Recolheu-se no Pico, em casa de familiares, mas estava sempre disponível para prestar qualquer serviço, mesmo que fosse de simples padre, como aconteceu durante muito tempo no curato de Santa Margarida, na freguesia vizinha de São Caetano, onde Dom Arquimínio se deslocava todas as semanas para celebrar a Missa Dominical e, antes, ensaiar a respectiva capela que executava os cantos litúrgicos. Na própria freguesia de São Mateus, sua paróquia, substituía o organista durante os actos litúrgicos, numa disponibilidade impressionante.
Mas não só. Sempre que o Prelado Diocesano estava impedido de ir a qualquer Paróquia delegava em D. Arquimínio as respectivas funções, que ele jamais recusava. E foi assim que foi o Bispo Sagrante da Matriz da Santíssima Trindade das Lajes e, em várias paróquias, ministrou o Sacramento do Crisma. Mas uma particularidade há a registar: a sua presença nas festas principais das paróquias picoenses, onde presidia às Concelebrações e, várias vezes, tinha a missão da Proclamação da Palavra. Entretanto, um dia recolheu-se a casa. A doença atingiu-o dolorosamente e manteve-o no leite alguns anos, sofrendo sem nunca o revelar. Era um santo, na prática e no exemplo de fé que nos legou.
         Dom Arquimínio, além das elevadas Funções Prelatícias, era um intelectual, orador, escritor e poeta. Não publicou livros mas o que nos deixou e a Imprensa arquivou revela, na realidade, a Sua invulgar inteligência e cultura.
         A quase totalidade do que escreveu – pastorais e outros escritos – foi recolhida, felizmente, pelo Pe. Tomás Bettencourt, no volume “Textos de D. Arquimínio Rodrigues da Costa. Bispo de Macau” devendo salientar-se um notável trabalho, arquivado no mesmo volume e que havia sido publicado no jornal “O Dever”: - “Questões Actuais -75 perguntas e 75 respostas” que principia por  “A religião diminui nas pessoas a capacidade de lutar pelos seus direitos?”
Ao Cardeal Dom José da Costa Nunes, seu antigo Bispo, dedicou alguns sonetos. Só este a revelar o estro poético do já saudoso Dom Arquimínio:
     Pérola do Oriente! Doce estância! / Como passaram céleres os dias/
     Em que a meus olhos, meiga, tu sorrias / Revestida de luz e fulgurância
    
   Parti... Mas a beleza que irradias, / Venceu dos horizontes a distância:
     Seguiu-me tua mágica fragância / E, ao longe, tu presente em mim vivias

E agora, que de novo te contemplo, / A meus olhos refulges como um templo/
Onde, ajoelhada, reza e canta a História...

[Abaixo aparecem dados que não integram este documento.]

//! services/worker/src/pipeline/document.rs
//!
//! Background extraction of an uploaded document: read the stored bytes,
//! pull structural metadata (best-effort), extract plain text, validate it,
//! and complete the document with text and statistics. Any failure after
//! the idempotency guard marks the document failed and re-raises so the
//! queue substrate's retry policy governs further attempts.

use crate::pipeline::PipelineError;
use cat_tales_core::domain::{ContentStats, Document};
use cat_tales_core::ports::{BlobStore, ContentExtractor, DocumentFormat, ExtractError, Store};
use cat_tales_core::validation;
use std::sync::Arc;
use tracing::{info, warn};
use uuid::Uuid;

pub struct DocumentProcessingPipeline {
    store: Arc<dyn Store>,
    blobs: Arc<dyn BlobStore>,
    extractor: Arc<dyn ContentExtractor>,
}

impl DocumentProcessingPipeline {
    pub fn new(
        store: Arc<dyn Store>,
        blobs: Arc<dyn BlobStore>,
        extractor: Arc<dyn ContentExtractor>,
    ) -> Self {
        Self {
            store,
            blobs,
            extractor,
        }
    }

    /// Runs one extraction attempt for a document.
    ///
    /// Duplicate queue deliveries are absorbed here: a document that is not
    /// in a processable state is logged and skipped without touching it.
    pub async fn process(&self, document_id: Uuid) -> Result<(), PipelineError> {
        let mut document = self.store.get_document(document_id).await?;

        if !document.can_be_processed() {
            info!(
                %document_id,
                status = document.status.as_str(),
                "document is not processable, skipping (duplicate delivery?)"
            );
            return Ok(());
        }

        document.begin_processing()?;
        self.store.save_document(&document).await?;

        match self.run_extraction(&mut document).await {
            Ok(()) => {
                self.store.save_document(&document).await?;
                info!(
                    %document_id,
                    words = document
                        .content_stats
                        .as_ref()
                        .map(|s| s.word_count)
                        .unwrap_or(0),
                    "document extraction completed"
                );
                Ok(())
            }
            Err(e) => {
                warn!(%document_id, error = %e, "document extraction failed");
                document.mark_failed(e.to_string());
                self.store.save_document(&document).await?;
                Err(e)
            }
        }
    }

    async fn run_extraction(&self, document: &mut Document) -> Result<(), PipelineError> {
        let bytes = self.blobs.read(&document.stored_path).await?;

        let format = DocumentFormat::detect(&document.mime_type, &document.original_filename)
            .ok_or_else(|| {
                ExtractError::UnsupportedFormat(format!(
                    "{} ({})",
                    document.mime_type, document.original_filename
                ))
            })?;

        // Metadata is a nice-to-have; a torn docProps part must not sink
        // the whole extraction.
        match self.extractor.extract_metadata(&bytes, format).await {
            Ok(meta) => {
                if let Some(title) = meta.title {
                    document.metadata.insert("title".into(), title);
                }
                if let Some(author) = meta.author {
                    document.metadata.insert("author".into(), author);
                }
                if let Some(pages) = meta.page_count {
                    document.metadata.insert("page_count".into(), pages.to_string());
                }
            }
            Err(e) => {
                warn!(document_id = %document.id, error = %e, "metadata extraction failed, continuing");
            }
        }

        let text = self.extractor.extract_text(&bytes, format).await?;

        let report = validation::validate(&text);
        if !report.valid {
            return Err(PipelineError::Validation(report.issues.join("; ")));
        }

        let stats = ContentStats::from_text(&text);
        document.complete_extraction(text, stats);
        Ok(())
    }
}

#[cfg(test)]
mod tests {
    use super::*;
    use async_trait::async_trait;
    use cat_tales_core::domain::DocumentStatus;
    use cat_tales_core::ports::{BlobError, ExtractedMetadata, StoreError, StoreResult};
    use cat_tales_core::Simplification;
    use std::collections::HashMap;
    use std::sync::atomic::{AtomicUsize, Ordering};
    use std::sync::Mutex;

    /// In-memory store; good enough for pipeline wiring tests.
    #[derive(Default)]
    struct MemStore {
        documents: Mutex<HashMap<Uuid, Document>>,
    }

    #[async_trait]
    impl Store for MemStore {
        async fn create_document(&self, document: &Document) -> StoreResult<()> {
            self.documents
                .lock()
                .unwrap()
                .insert(document.id, document.clone());
            Ok(())
        }

        async fn get_document(&self, id: Uuid) -> StoreResult<Document> {
            self.documents
                .lock()
                .unwrap()
                .get(&id)
                .cloned()
                .ok_or_else(|| StoreError::NotFound(format!("document {id}")))
        }

        async fn save_document(&self, document: &Document) -> StoreResult<()> {
            self.documents
                .lock()
                .unwrap()
                .insert(document.id, document.clone());
            Ok(())
        }

        async fn find_document_by_hash(
            &self,
            user_id: Uuid,
            file_hash: &str,
        ) -> StoreResult<Option<Document>> {
            Ok(self
                .documents
                .lock()
                .unwrap()
                .values()
                .find(|d| d.user_id == user_id && d.file_hash == file_hash)
                .cloned())
        }

        async fn create_simplification(&self, _s: &Simplification) -> StoreResult<()> {
            unimplemented!("not used by document pipeline tests")
        }

        async fn get_simplification(&self, id: Uuid) -> StoreResult<Simplification> {
            Err(StoreError::NotFound(format!("simplification {id}")))
        }

        async fn save_simplification(&self, _s: &Simplification) -> StoreResult<()> {
            unimplemented!("not used by document pipeline tests")
        }
    }

    struct MemBlobs;

    #[async_trait]
    impl BlobStore for MemBlobs {
        async fn exists(&self, _path: &str) -> Result<bool, BlobError> {
            Ok(true)
        }
        async fn read(&self, _path: &str) -> Result<Vec<u8>, BlobError> {
            Ok(b"%PDF-1.4 fake bytes".to_vec())
        }
        async fn write(&self, _path: &str, _bytes: &[u8]) -> Result<(), BlobError> {
            Ok(())
        }
        async fn delete(&self, _path: &str) -> Result<bool, BlobError> {
            Ok(true)
        }
    }

    /// Scripted extractor that counts invocations.
    struct FakeExtractor {
        text: Result<String, &'static str>,
        calls: AtomicUsize,
    }

    impl FakeExtractor {
        fn returning(text: &str) -> Self {
            Self {
                text: Ok(text.to_string()),
                calls: AtomicUsize::new(0),
            }
        }

        fn failing(detail: &'static str) -> Self {
            Self {
                text: Err(detail),
                calls: AtomicUsize::new(0),
            }
        }
    }

    #[async_trait]
    impl ContentExtractor for FakeExtractor {
        async fn extract_text(
            &self,
            _bytes: &[u8],
            _format: DocumentFormat,
        ) -> Result<String, ExtractError> {
            self.calls.fetch_add(1, Ordering::SeqCst);
            self.text.clone().map_err(|detail| ExtractError::Parse {
                format: "pdf",
                detail: detail.to_string(),
            })
        }

        async fn extract_metadata(
            &self,
            _bytes: &[u8],
            _format: DocumentFormat,
        ) -> Result<ExtractedMetadata, ExtractError> {
            Ok(ExtractedMetadata {
                title: Some("Sample Paper".into()),
                author: None,
                page_count: Some(3),
            })
        }
    }

    const GOOD_TEXT: &str = "This is a perfectly reasonable document about physics. \
        It has enough words to pass validation. Momentum is the product of mass \
        and velocity, and it is conserved in closed systems.";

    fn seed_document(store: &MemStore) -> Uuid {
        let doc = Document::new_upload(
            Uuid::new_v4(),
            "paper.pdf".into(),
            "blobs/ab/abc123".into(),
            "application/pdf".into(),
            9_000,
            "abc123".into(),
        );
        let id = doc.id;
        store.documents.lock().unwrap().insert(id, doc);
        id
    }

    fn pipeline(
        store: Arc<MemStore>,
        extractor: Arc<FakeExtractor>,
    ) -> DocumentProcessingPipeline {
        DocumentProcessingPipeline::new(store, Arc::new(MemBlobs), extractor)
    }

    #[tokio::test]
    async fn successful_extraction_completes_with_stats_and_metadata() {
        let store = Arc::new(MemStore::default());
        let extractor = Arc::new(FakeExtractor::returning(GOOD_TEXT));
        let id = seed_document(&store);

        pipeline(store.clone(), extractor).process(id).await.unwrap();

        let doc = store.get_document(id).await.unwrap();
        assert_eq!(doc.status, DocumentStatus::Completed);
        assert_eq!(doc.extracted_content.as_deref(), Some(GOOD_TEXT));
        let stats = doc.content_stats.unwrap();
        assert!(stats.word_count > 20);
        assert_eq!(stats.reading_minutes, 1);
        assert_eq!(doc.metadata.get("title").map(String::as_str), Some("Sample Paper"));
        assert_eq!(doc.metadata.get("page_count").map(String::as_str), Some("3"));
        assert!(doc.processed_at.is_some());
    }

    #[tokio::test]
    async fn duplicate_delivery_is_absorbed_without_reextracting() {
        let store = Arc::new(MemStore::default());
        let extractor = Arc::new(FakeExtractor::returning(GOOD_TEXT));
        let id = seed_document(&store);
        let pipeline = pipeline(store.clone(), extractor.clone());

        pipeline.process(id).await.unwrap();
        assert_eq!(extractor.calls.load(Ordering::SeqCst), 1);

        // Second delivery of the same job: clean no-op.
        pipeline.process(id).await.unwrap();
        assert_eq!(extractor.calls.load(Ordering::SeqCst), 1);
        let doc = store.get_document(id).await.unwrap();
        assert_eq!(doc.status, DocumentStatus::Completed);
    }

    #[tokio::test]
    async fn extractor_failure_marks_failed_and_reraises() {
        let store = Arc::new(MemStore::default());
        let extractor = Arc::new(FakeExtractor::failing("bad xref table"));
        let id = seed_document(&store);

        let err = pipeline(store.clone(), extractor)
            .process(id)
            .await
            .unwrap_err();
        assert!(matches!(err, PipelineError::Extract(_)));

        let doc = store.get_document(id).await.unwrap();
        assert_eq!(doc.status, DocumentStatus::Failed);
        // Failed documents stay processable for the next retry attempt.
        assert!(doc.can_be_processed());
        let message = doc.processing_error.unwrap();
        assert!(message.contains("bad xref table"), "got: {message}");
    }

    #[tokio::test]
    async fn invalid_content_fails_with_joined_issues() {
        let store = Arc::new(MemStore::default());
        // 40 chars, few words: trips both the word-count and length rules.
        let extractor = Arc::new(FakeExtractor::returning("Short garbled text, not a document."));
        let id = seed_document(&store);

        let err = pipeline(store.clone(), extractor)
            .process(id)
            .await
            .unwrap_err();
        assert!(matches!(err, PipelineError::Validation(_)));

        let doc = store.get_document(id).await.unwrap();
        assert_eq!(doc.status, DocumentStatus::Failed);
        let message = doc.processing_error.unwrap();
        assert!(message.contains("too few words"), "got: {message}");
        assert!(message.contains("; "), "issues are joined: {message}");
    }

    #[tokio::test]
    async fn unsupported_format_is_fatal() {
        let store = Arc::new(MemStore::default());
        let extractor = Arc::new(FakeExtractor::returning(GOOD_TEXT));
        let mut doc = Document::new_upload(
            Uuid::new_v4(),
            "notes.txt".into(),
            "blobs/cd/cdef".into(),
            "text/plain".into(),
            500,
            "cdef".into(),
        );
        doc.status = DocumentStatus::Uploaded;
        let id = doc.id;
        store.documents.lock().unwrap().insert(id, doc);

        let err = pipeline(store.clone(), extractor)
            .process(id)
            .await
            .unwrap_err();
        assert!(matches!(
            err,
            PipelineError::Extract(ExtractError::UnsupportedFormat(_))
        ));
        let doc = store.get_document(id).await.unwrap();
        assert_eq!(doc.status, DocumentStatus::Failed);
    }
}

Transponho teus umbrais e fico ouvindo/ O passado ao presente repetindo /
O hino triunfal da tua glória...
      (Macau, Dezembro de 1964) (1)

       Com o desaparecimento de Dom Arquimínio Rodrigues da Costa, aos noventa e dois anos – sessenta e seis de sacerdócio, e destes quarenta como Bispo – a Igreja sofre um rude golpe e a sua terra natal fica mais empobrecida de valores.
         Nestas singelas palavras, escritas com muito respeito e admiração indizível, presto humilde homenagem a um dos grandes Senhores da Igreja e da Pátria Portuguesa.

21 de Setº  de 2016
Ermelindo Ávila.
__________

1) Textos de D. Arquimínio Rodrigues da Costa , 1999, Coordenação de Pe. Tomás Bettencourt Cardoso, pág. 464.